Upon listening to Stu Goldberg’s latest release, Going Home on the Rhombus Records label, it certainly doesn’t take a rocket scientist (or a university music professor, for that matter) to surmise that Goldberg is a veteran of writing music for motion pictures and television. The seven Goldberg originals that comprise Going Home certainly have a flavor of music that could function very easily in that capacity. It is also evident from Goldberg’s skills as a pianist, and his jazz playing, that he draws upon his experiences from having been a veteran of working with many great jazz musicians/bandleaders. Going Home is a very enjoyable recording, and would be a most welcome addition to those who enjoy well-crafted music.
The introduction to the opening selection on the CD, "Montreal", resembles classical chamber music with Kenny Goldberg’s (Stu’s brother) beautiful flute tone and Jeff Falkner’s arco bass. The sound is reminiscent of the work of flautist Tim Weisberg or the classically influenced group Free Flight. After the introduction, tempo picks up into a Samba inspired sound that then melds into bassist Falkner vamping to set the foundation for a piano solo that reminds one of the piano style of Chick Corea. After vamping, the soloing cuts loose into a driving swinging section. Following Goldberg’s piano solo the piece segues back to the head. After a brief stop time break, a very swinging flute solo follows, backed by Falkner’s walking bass, drummer Dave Renick’s compelling rhythmic drive and solid comping on the piano. After another revisit to the head of the tune, the piece winds down to end in a manner similar to the way it began.
"The Core of the Apple" the second selection on the CD is a BURNING modern jazz romp with interesting twists in the melodic line sandwiched between sections of hard driving swing. Kenny Goldberg opts for the tenor saxophone on this one, and demonstrates more than cursory familiarity with other modern saxophonists, while adding a number of creative statements of his own. Likewise brother Stu demonstrates an ability to swing hard while cutting up the keyboard. Not to be ignored, drummer Renick also reveals very competent chops and gets in some great solo licks as well.
I don’t know who Yvonne is (other than perhaps the person who did the artwork used on the CD cover art), but she certainly has inspired beauty as evidenced in the third selection on the CD entitled "Yvonne". The piece is very much a sentimentally romantic type ballad this time with Kenny Goldberg on soprano saxophone. The sound of "Yvonne" is somewhat similar to the music of that other Kenny G., and serves as a reminder that music doesn’t always have to sacrifice being delightfully pretty to be musically viable or profound.

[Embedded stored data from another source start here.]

use ratatui::{
    layout::{Alignment, Constraint, Direction, Layout, Rect},
    style::{Color, Modifier},
    text::{Line, Span},
    widgets::{Block, Borders, Cell, Paragraph, Row, Table, Wrap},
    Frame,
};

use super::state::{Focus, TuiState};
use super::theme::Theme;
use crate::models::Item;
use crate::navigator::ViewMode;
use crate::store::LoadStatus;

/// Main render function that dispatches to the appropriate screen renderer.
pub fn render(f: &mut Frame, state: &TuiState) {
    let theme = Theme::for_mode(state.app.display_mode());
    f.render_widget(Block::default().style(theme.base()), f.area());

    match state.app.view_state().mode() {
        ViewMode::List => render_item_list(f, state, &theme),
        ViewMode::Detail => render_item_detail(f, state, &theme),
    }
}

/// Render the title bar with the display mode indicator.
fn render_header(f: &mut Frame, area: Rect, state: &TuiState, theme: &Theme) {
    let mode = if state.app.display_mode().is_dark() {
        "Dark"
    } else {
        "Light"
    };
    let header = Paragraph::new(Line::from(vec![
        Span::styled("Product Explorer", theme.title()),
        Span::styled(format!("   [d] {mode}"), theme.hint()),
    ]))
    .alignment(Alignment::Center)
    .block(Block::default().borders(Borders::ALL).style(theme.base()));
    f.render_widget(header, area);
}

/// Render the list screen: search, filters and the filtered table.
fn render_item_list(f: &mut Frame, state: &TuiState, theme: &Theme) {
    let chunks = Layout::default()
        .direction(Direction::Vertical)
        .margin(1)
        .constraints([
            Constraint::Length(3),
            Constraint::Length(3),
            Constraint::Length(3),
            Constraint::Min(5),
            Constraint::Length(2),
            Constraint::Length(2),
        ])
        .split(f.area());

    render_header(f, chunks[0], state, theme);

    // Search input
    let searching = state.focus == Focus::Search;
    let term = state.app.criteria().search_term.as_str();
    let input_block = Block::default()
        .title(" Search ")
        .borders(Borders::ALL)
        .border_style(if searching {
            theme.base().fg(theme.primary)
        } else {
            theme.base()
        });
    let input = if term.is_empty() && !searching {
        Paragraph::new("Search products...").style(theme.hint())
    } else {
        Paragraph::new(term).style(theme.base())
    };
    f.render_widget(input.block(input_block), chunks[1]);

    if searching {
        let cursor_x = search_cursor_x(chunks[1], term, state.search_cursor_position);
        f.set_cursor_position((cursor_x, chunks[1].y.saturating_add(1)));
    }

    // Category selector and favorites toggle
    let filters = Layout::default()
        .direction(Direction::Horizontal)
        .constraints([Constraint::Percentage(66), Constraint::Percentage(34)])
        .split(chunks[2]);

    let category = Paragraph::new(format!(
        "< {} >",
        capitalize_words(state.app.criteria().category.label())
    ))
    .style(theme.base())
    .block(Block::default().borders(Borders::ALL).title(" Category "));
    f.render_widget(category, filters[0]);

    let favorites_only = state.app.criteria().show_favorites_only;
    let (label, style) = if favorites_only {
        ("♥ Show All", theme.base().fg(theme.secondary).add_modifier(Modifier::BOLD))
    } else {
        ("♡ Favorites", theme.base().fg(theme.primary))
    };
    let favorites = Paragraph::new(label)
        .style(style)
        .alignment(Alignment::Center)
        .block(Block::default().borders(Borders::ALL));
    f.render_widget(favorites, filters[1]);

    // Body
    match state.app.status() {
        LoadStatus::Idle | LoadStatus::Loading => {
            render_message(f, chunks[3], theme, "Loading products...", theme.primary)
        }
        LoadStatus::Failed => {
            let message = state.app.last_error().unwrap_or("An error occurred");
            let body = Paragraph::new(vec![
                Line::from(Span::styled(
                    "Error Loading Products",
                    theme.base().fg(theme.error).add_modifier(Modifier::BOLD),
                )),
                Line::from(Span::styled(message, theme.base().fg(theme.error))),
                Line::from(""),
                Line::from(Span::styled("Press r to retry", theme.hint())),
            ])
            .wrap(Wrap { trim: true })
            .block(Block::default().borders(Borders::ALL));
            f.render_widget(body, chunks[3]);
        }
        LoadStatus::Ready if state.app.visible_len() == 0 => {
            render_message(f, chunks[3], theme, "No products found", theme.muted)
        }
        LoadStatus::Ready => render_item_table(f, chunks[3], state, theme),
    }

    let help = Paragraph::new(
        "/: Search | Tab: Category | f: Favorites | Space: ♥ | Enter: Open | r: Reload | d: Theme | q: Quit",
    )
    .style(theme.hint())
    .alignment(Alignment::Center);
    f.render_widget(help, chunks[4]);

    render_status_bar(f, chunks[5], state, theme);
}

fn render_item_table(f: &mut Frame, area: Rect, state: &TuiState, theme: &Theme) {
    let items = state.app.visible();
    let visible_row_limit = calculate_visible_rows(area.height).max(1);
    let visible_start = state
        .selected_row
        .saturating_sub(visible_row_limit.saturating_sub(1));

    let rows: Vec<Row> = items
        .iter()
        .enumerate()
        .skip(visible_start)
        .take(visible_row_limit)
        .map(|(i, item)| {
            let style = if i == state.selected_row {
                theme.highlight()
            } else {
                theme.base()
            };
            let heart = if state.app.is_favorite(item.id) { "♥" } else { " " };

            Row::new(vec![
                Cell::from(heart),
                Cell::from(truncate(&item.title, 48)),
                Cell::from(capitalize_words(&item.category)),
                Cell::from(item.formatted_price()),
                Cell::from(item.rating_summary()),
            ])
            .style(style)
        })
        .collect();

    let count = items.len();
    let title = format!(
        " Showing {count} product{} ",
        if count == 1 { "" } else { "s" }
    );

    let table = Table::new(
        rows,
        [
            Constraint::Length(2),
            Constraint::Min(24),
            Constraint::Length(18),
            Constraint::Length(10),
            Constraint::Length(12),
        ],
    )
    .header(
        Row::new(vec!["", "Title", "Category", "Price", "Rating"])
            .style(theme.base().add_modifier(Modifier::BOLD))
            .bottom_margin(1),
    )
    .block(Block::default().borders(Borders::ALL).title(title))
    .style(theme.base());
    f.render_widget(table, area);
}

/// Render the single-item screen.
fn render_item_detail(f: &mut Frame, state: &TuiState, theme: &Theme) {
    let chunks = Layout::default()
        .direction(Direction::Vertical)
        .margin(1)
        .constraints([
            Constraint::Length(3),
            Constraint::Min(8),
            Constraint::Length(2),
            Constraint::Length(2),
        ])
        .split(f.area());

    render_header(f, chunks[0], state, theme);

    match (state.app.selected_item(), state.app.detail_status()) {
        (Some(item), status) => render_item_card(f, chunks[1], state, theme, item, status),
        (None, LoadStatus::Failed) => {
            let message = state.app.detail_error().unwrap_or("Product not found");
            render_message(f, chunks[1], theme, message, theme.error);
        }
        (None, _) => render_message(f, chunks[1], theme, "Loading product...", theme.primary),
    }

    let help = Paragraph::new("Space: ♥ | Esc: Back to products | d: Theme | q: Quit")
        .style(theme.hint())
        .alignment(Alignment::Center);
    f.render_widget(help, chunks[2]);

    render_status_bar(f, chunks[3], state, theme);
}

fn render_item_card(
    f: &mut Frame,
    area: Rect,
    state: &TuiState,
    theme: &Theme,
    item: &Item,
    status: LoadStatus,
) {
    let favorite = state.app.is_favorite(item.id);
    let mut lines = vec![
        Line::from(Span::styled(item.title.clone(), theme.title())),
        Line::from(Span::styled(
            capitalize_words(&item.category),
            theme.base().fg(theme.secondary),
        )),
        Line::from(""),
        Line::from(Span::styled(
            item.formatted_price(),
            theme.base().fg(theme.primary).add_modifier(Modifier::BOLD),
        )),
        Line::from(format!(
            "{} {} / 5 ({} reviews)",
            stars(item.rating.rate),
            item.rating.rate,
            item.rating.count
        )),
        Line::from(if favorite {
            Span::styled("♥ Favorite", theme.base().fg(theme.secondary))
        } else {
            Span::styled("♡ Not a favorite", theme.hint())
        }),
    ];
    // The catalog copy stays on screen while the fresh one loads or fails.
    match status {
        LoadStatus::Loading => lines.push(Line::from(Span::styled("Refreshing...", theme.hint()))),
        LoadStatus::Failed => lines.push(Line::from(Span::styled(
            format!(
                "Could not refresh: {}",
                state.app.detail_error().unwrap_or("An error occurred")
            ),
            theme.base().fg(theme.error).add_modifier(Modifier::BOLD),
        ))),
        LoadStatus::Idle | LoadStatus::Ready => {}
    }
    lines.extend([
        Line::from(""),
        Line::from(Span::styled("Description", theme.base().add_modifier(Modifier::BOLD))),
        Line::from(item.description.clone()),
    ]);

    let card = Paragraph::new(lines)
        .wrap(Wrap { trim: true })
        .style(theme.base())
        .block(
            Block::default()
                .borders(Borders::ALL)
                .title(format!(" Product #{} ", item.id)),
        );
    f.render_widget(card, area);
}

fn render_message(f: &mut Frame, area: Rect, theme: &Theme, message: &str, color: Color) {
    let body = Paragraph::new(message)
        .style(theme.base().fg(color))
        .alignment(Alignment::Center)
        .wrap(Wrap { trim: true })
        .block(Block::default().borders(Borders::ALL));
    f.render_widget(body, area);
}

/// Render the status bar at the bottom.
fn render_status_bar(f: &mut Frame, area: Rect, state: &TuiState, theme: &Theme) {
    let (status_text, color) = match state.app.status() {
        LoadStatus::Failed => (
            format!(" Error: {}", state.app.last_error().unwrap_or("unknown")),
            theme.error,
        ),
        LoadStatus::Loading => (" Loading catalog...".to_string(), theme.primary),
        LoadStatus::Idle => (" Not loaded".to_string(), theme.muted),
        LoadStatus::Ready => (
            format!(
                " {} products | {} categories | {} favorites",
                state.app.catalog_len(),
                state.app.categories().len().saturating_sub(1),
                state.app.favorites().len()
            ),
            theme.success,
        ),
    };

    let status = Paragraph::new(status_text)
        .style(theme.base().fg(color))
        .alignment(Alignment::Left)
        .block(Block::default().borders(Borders::TOP));
    f.render_widget(status, area);
}

/// Terminal column of the search cursor: the display width of the text
/// before it, inside the input's left border and clamped to its right one.
fn search_cursor_x(area: Rect, term: &str, position: usize) -> u16 {
    let before: String = term.chars().take(position).collect();
    let offset = u16::try_from(Line::from(before).width()).unwrap_or(u16::MAX);
    area.x
        .saturating_add(1)
        .saturating_add(offset)
        .min(area.right().saturating_sub(2))
}

fn calculate_visible_rows(table_height: u16) -> usize {
    table_height.saturating_sub(4) as usize
}

/// Shorten `text` to at most `max` chars, ending in `...` when cut.
fn truncate(text: &str, max: usize) -> String {
    if text.chars().count() <= max {
        text.to_string()
    } else {
        let kept: String = text.chars().take(max.saturating_sub(3)).collect();
        format!("{kept}...")
    }
}

/// Upper-case the first letter of every word: `men's clothing` → `Men's Clothing`.
fn capitalize_words(text: &str) -> String {
    text.split(' ')
        .map(|word| {
            let mut chars = word.chars();
            match chars.next() {
                Some(first) => first.to_uppercase().chain(chars).collect(),
                None => String::new(),
            }
        })
        .collect::<Vec<_>>()
        .join(" ")
}

/// Five-star bar rounded to the nearest whole star.
fn stars(rate: f64) -> String {
    let filled = rate.clamp(0.0, 5.0).round() as usize;
    format!("{}{}", "★".repeat(filled), "☆".repeat(5 - filled))
}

"Baiao" the fourth piece on the CD is a fun sounding Latin inspired tour de force, again featuring the flute and piano of the Goldberg brothers.
In contrast to the frivolity of the previous piece, and taking a somewhat more serious tone is "Spirals". The work opens with Goldberg’s solo piano playing a repetitive melodic line in the left hand, embellished with decorative figures played in the right. The repetitive line grows into a rhythmic accompaniment to Jeff Falkner’s line played on bowed bass. Drummer Dave Renick adds more and more complexity to the rhythmic texture as the piece moves into an intricate pizzicato solo by Falkner. The piano solo that follows has an ethereal almost transparent quality to it initially, and then builds in intensity and textural density. Throughout, the accompaniment figures in the bass and drums provide an appropriate subtext to pianist Goldberg’s improvised inventions.
The seriousness of tone continues with the medley "Daybreak/Sunbeam". The sixth piece of the CD opens in a typical slow ballad style featuring the tenor of Kenny Goldberg on the tune’s head. The tenor melody is accompanied by harp like embellishments on the piano and solid backing by the bass and drums. After the tenor feature, the piano changes the mood considerably, moving the piece along into a much more up-tempo feel. After a number of short unison sections played by the piano and sax, Goldberg’s tenor breaks out with an aggressively swinging solo. Pianist Goldberg follows, and again demonstrates his great jazz chops as he stretches his improvisatory muscles. A segment of trading licks by the drums, sax and piano creates some very exciting moments as the intensity builds to a recapitulation of the tune’s head and conclusion to the piece.
The CD’s concluding and signature composition is "Going Home". This completely solo piano work resembles the playing of Keith Jarrett’s (his 1976 Staircase album comes to mind) and would also be a delight to fans of New Age pianist George Winston or others of that similar ilk. Goldberg’s playing is rife with straightforward melodicism and sustained piano effects that outline a satisfying harmonic backdrop. The rather melancholy, sentimental sound of this piece, contributes to it being an excellent coda to a very enjoyable collection of tunes interpreted and created by some first rate improvisation and musicianship.